Jeśli chodzi o wybór kierunku na wyjazdy zimowe, większą popularnością od zagranicy cieszą się ośrodki krajowe – prawie 2/3 badanych narciarzy i snowboardzistów deklaruje, że wybiera Polskę. Osoby, które wyjeżdżają głównie za granicę, nie rezygnują jednocześnie z tras w Polsce. Jedna trzecia respondentów korzysta zarówno z ofert polskich jak i zagranicznych. Natomiast zaledwie 4 proc. badanych udaje się wyłącznie na wyjazdy zimowe do innych krajów.
Badanie wskazuje, że niemal wszyscy respondenci wyjeżdżają na narty lub snowboard przynajmniej raz w roku. Ponad połowa badanych deklaruje, że na zimowy aktywny wypoczynek udaje się nawet kilka razy w roku (w szczególności mężczyźni). Co ciekawe, 5 proc. miłośników białego szaleństwa wyjeżdża tylko raz na kilka lat.

Prawie wszyscy respondenci samodzielnie organizują swoje wyjazdy narciarsko-snowboardowe (77 proc.). Niemal co piąty respondent wybiera zarówno wczasy zorganizowane, jak i te na własną rękę. Jedynie 6 proc. korzysta wyłącznie z wyjazdów organizowanych przez biura podróży.
Dla miłośników sportów zimowych podczas wyboru docelowego miejsca podróży najważniejszymi kryteriami są długość i stan tras zjazdowych, w miarę pewne warunki atmosferyczne (szczególnie wśród starszej grupy respondentów), a także koszty zakwaterowania. Mniej respondentów wskazuje cenę karnetów, odległość od domu (na ten aspekt zwraca uwagę więcej mężczyzn niż kobiet) oraz dodatkowe atrakcje w pobliżu.
Wybierając się na wyjazdy narciarsko-snowboardowe niemal połowa badanych decyduje się na dodatkowe, nieobowiązkowe ubezpieczenie. Zdecydowana większość robi to regularnie, a nieliczni deklarują, że tylko czasami wykupują taką polisę. W dodatkowe ubezpieczenie zaopatrują się częściej starsi respondenci.

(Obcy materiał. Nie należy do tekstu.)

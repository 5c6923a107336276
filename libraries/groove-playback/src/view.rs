//! Presentation helpers
//!
//! Small, pure projections of coordinator state that every front end needs:
//! time labels, progress bar fill, the now-playing header, and which
//! transport buttons are usable.

use crate::coordinator::Coordinator;
use serde::Serialize;

/// Format seconds as `M:SS`
///
/// Unknown or negative values render as `0:00`.
pub fn format_time(seconds: f64) -> String {
    if !seconds.is_finite() || seconds < 0.0 {
        return "0:00".to_string();
    }

    let total = seconds.floor() as u64;
    format!("{}:{:02}", total / 60, total % 60)
}

/// Progress bar fill in percent (0 - 100)
pub fn progress_percent(position: f64, duration: f64) -> f64 {
    if !duration.is_finite() || duration <= 0.0 || !position.is_finite() {
        return 0.0;
    }
    (position / duration * 100.0).clamp(0.0, 100.0)
}

/// Now-playing header
#[derive(Debug, Clone, PartialEq, Eq, Serialize)]
pub struct NowPlaying {
    pub title: String,
    pub artist: String,
}

impl NowPlaying {
    /// Header for the coordinator's current selection
    pub fn from_state(coordinator: &Coordinator) -> Self {
        if let Some(track) = coordinator.active_track() {
            return Self {
                title: track.title.clone(),
                artist: track.artist.clone(),
            };
        }

        let title = if coordinator.active_playlist().is_some_and(|p| p.is_empty()) {
            "Playlist Empty"
        } else {
            "Select or Add a Song"
        };

        Self {
            title: title.to_string(),
            artist: "-".to_string(),
        }
    }
}

/// Which transport controls are usable
#[derive(Debug, Clone, Copy, PartialEq, Eq, Default, Serialize)]
pub struct ControlAvailability {
    pub play_pause: bool,
    pub previous: bool,
    pub next: bool,
    pub seek: bool,
}

impl ControlAvailability {
    pub fn from_state(coordinator: &Coordinator) -> Self {
        let playable = coordinator
            .active_track()
            .is_some_and(groove_core::Track::is_playable);
        let navigable = coordinator.active_playlist().map_or(0, |p| p.len()) >= 2;

        Self {
            play_pause: playable,
            previous: navigable,
            next: navigable,
            seek: playable && coordinator.duration() > 0.0,
        }
    }
}
//! Groove Console - terminal front end for Groove Player
//!
//! Drives the playlist player from line commands on stdin. Audio output is
//! simulated: the backend emits the lifecycle events a browser `<audio>`
//! element would, so playlists, navigation and persistence behave exactly as
//! in the browser build.

pub mod backend;
pub mod commands;
pub mod config;
pub mod session;

pub use backend::{Feedback, SimulatedBackend};
pub use commands::{Command, CommandError};
pub use config::ConsoleConfig;
pub use session::{Outcome, Session};
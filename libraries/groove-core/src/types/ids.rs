/// ID types for Groove Player entities
use serde::{Deserialize, Serialize};
use std::fmt;
use uuid::Uuid;

/// Track identifier
///
/// Unique within the lifetime of the playlist that owns the track. Persisted
/// alongside the track metadata.
#[derive(Debug, Clone, PartialEq, Eq, Hash, Serialize, Deserialize)]
#[serde(transparent)]
pub struct TrackId(String);

impl TrackId {
    /// Create a track ID from an existing string (e.g. restored from storage)
    pub fn new(id: impl Into<String>) -> Self {
        Self(id.into())
    }

    /// Generate a new random track ID
    pub fn generate() -> Self {
        Self(Uuid::new_v4().to_string())
    }

    /// Get the inner string
    pub fn as_str(&self) -> &str {
        &self.0
    }
}

impl fmt::Display for TrackId {
    fn fmt(&self, f: &mut fmt::Formatter<'_>) -> fmt::Result {
        write!(f, "{}", self.0)
    }
}

impl From<&str> for TrackId {
    fn from(s: &str) -> Self {
        Self(s.to_string())
    }
}

/// Key of a playable source registered for the current session
///
/// Wraps a transient handle to user-supplied audio data (an object URL in the
/// browser, a file path on desktop). Keys are handed out by the playback
/// crate's source registry and are never persisted, so this type deliberately
/// has no serde implementation.
#[derive(Debug, Clone, Copy, PartialEq, Eq, Hash, PartialOrd, Ord)]
pub struct SourceKey(u64);

impl SourceKey {
    /// Wrap a raw key value
    pub const fn new(raw: u64) -> Self {
        Self(raw)
    }

    /// Get the raw key value
    pub const fn get(self) -> u64 {
        self.0
    }
}

impl fmt::Display for SourceKey {
    fn fmt(&self, f: &mut fmt::Formatter<'_>) -> fmt::Result {
        write!(f, "source#{}", self.0)
    }
}
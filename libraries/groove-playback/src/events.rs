//! Playback Events
//!
//! Three directions of traffic around the coordinator:
//! - [`AudioEvent`]: native playback lifecycle notifications coming in
//! - [`AudioCommand`]: requests going out to the native playback object
//! - [`PlayerEvent`]: notifications for the presentation layer

use groove_core::{PlayTicket, TrackId};
use serde::{Deserialize, Serialize};

/// Lifecycle notification from the native audio capability
#[derive(Debug, Clone, PartialEq, Serialize, Deserialize)]
pub enum AudioEvent {
    /// Playback position moved (periodic while playing)
    TimeUpdated {
        /// Current position in seconds
        position: f64,
    },

    /// Metadata for the staged source is available
    MetadataLoaded {
        /// Duration in seconds (may be NaN/infinite for streams)
        duration: f64,
    },

    /// Enough data is buffered to start playing
    ReadyToPlay {
        /// Duration in seconds, if known by now
        duration: Option<f64>,
    },

    /// Playback actually started
    Started,

    /// Playback actually paused
    Paused,

    /// The staged source played to its end
    Ended,

    /// Decoding or loading failed
    Errored {
        /// Human-readable description
        message: String,
    },
}

/// Request for the native audio capability
#[derive(Debug, Clone, PartialEq)]
pub enum AudioCommand {
    /// Assign a source without starting playback
    Stage {
        /// Platform locator of the source
        locator: String,
    },

    /// Stop and remove the current source
    Clear,

    /// Start playback; the completion is reported back with `ticket`
    Play {
        /// Identifier of this request
        ticket: PlayTicket,
    },

    /// Pause playback
    Pause,

    /// Jump to an absolute position
    Seek {
        /// Target position in seconds
        position: f64,
    },

    /// Free a transient handle no track refers to anymore
    Release {
        /// Platform locator to release
        locator: String,
    },
}

/// Notification for the presentation layer
#[derive(Debug, Clone, PartialEq, Serialize, Deserialize)]
pub enum PlayerEvent {
    /// Playlist collection changed (names, membership, or tracks)
    PlaylistsChanged,

    /// A different playlist became active
    ActivePlaylistChanged {
        /// Index of the active playlist
        index: usize,
    },

    /// A different track became active
    TrackChanged {
        /// Id of the active track, if any
        track_id: Option<TrackId>,
    },

    /// Play intent flipped
    IntentChanged {
        /// Whether playback is wanted
        playing: bool,
    },

    /// Position or duration changed
    PositionChanged {
        /// Position in seconds
        position: f64,
        /// Duration in seconds (0 when unknown)
        duration: f64,
    },

    /// Native playback failed; the user may retry
    PlaybackFailed {
        /// Human-readable description
        message: String,
    },

    /// Stored playlists were unusable and have been reset
    StorageRecovered {
        /// Why the stored value was discarded
        reason: String,
    },
}

/// Outcome of a coordinator operation
///
/// Commands must be applied to the native capability in order. When
/// `playlists_changed` is set the whole collection should be persisted.
#[derive(Debug, Clone, Default, PartialEq)]
pub struct Transition {
    /// Native requests, in application order
    pub commands: Vec<AudioCommand>,

    /// Whether the playlist collection was mutated
    pub playlists_changed: bool,
}

impl Transition {
    /// A transition with no effects
    pub fn none() -> Self {
        Self::default()
    }

    /// Whether applying this transition does nothing
    pub fn is_empty(&self) -> bool {
        self.commands.is_empty() && !self.playlists_changed
    }

    pub(crate) fn push(&mut self, command: AudioCommand) {
        self.commands.push(command);
    }
}

#[cfg(test)]
mod tests {
    use super::*;

    #[test]
    fn empty_transition() {
        assert!(Transition::none().is_empty());

        let mut tx = Transition::none();
        tx.push(AudioCommand::Pause);
        assert!(!tx.is_empty());

        let changed = Transition {
            playlists_changed: true,
            ..Default::default()
        };
        assert!(!changed.is_empty());
    }
}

Marat Nevretdinov, wiceprezes TU Europa, skomentował: “Badanie pokazuje, że Polacy zdecydowanie częściej decydują się na wyjazdy zimowe, które organizują we własnym zakresie. Dlatego tym bardziej powinni pamiętać o ubezpieczeniu. Podczas gdy biura podróży gwarantują podstawowe polisy turystyczne, wyjazdy samodzielne trzeba zaplanować od A do Z, uwzględniając także ubezpieczenie. Pamiętajmy, że polisa jest zawsze tańsza od płatnej pomocy ratowników na zagranicznych stokach. Nie wspominając już o kosztach leczenia złamanej nogi w szpitalu.
W cenie zorganizowanych wyjazdów zawarta jest polisa turystyczna o dość wąskim zakresie, która może nie wystarczyć, gdy przytrafi się wypadek lub kontuzja. Co więcej, potrzebna jest edukacja przede wszystkim wśród młodych osób, które nie zawsze zdają sobie sprawę z możliwych ryzyk. Brakuje im doświadczenia, a w tym przypadku lepiej nie uczyć się na błędach.”

Najnowsze badanie „Zwyczaje Polaków związane ze sportami zimowymi”, na zlecenie Towarzystwa Ubezpieczeń Europa przeprowadziła agencja Beeline Research & Consulting.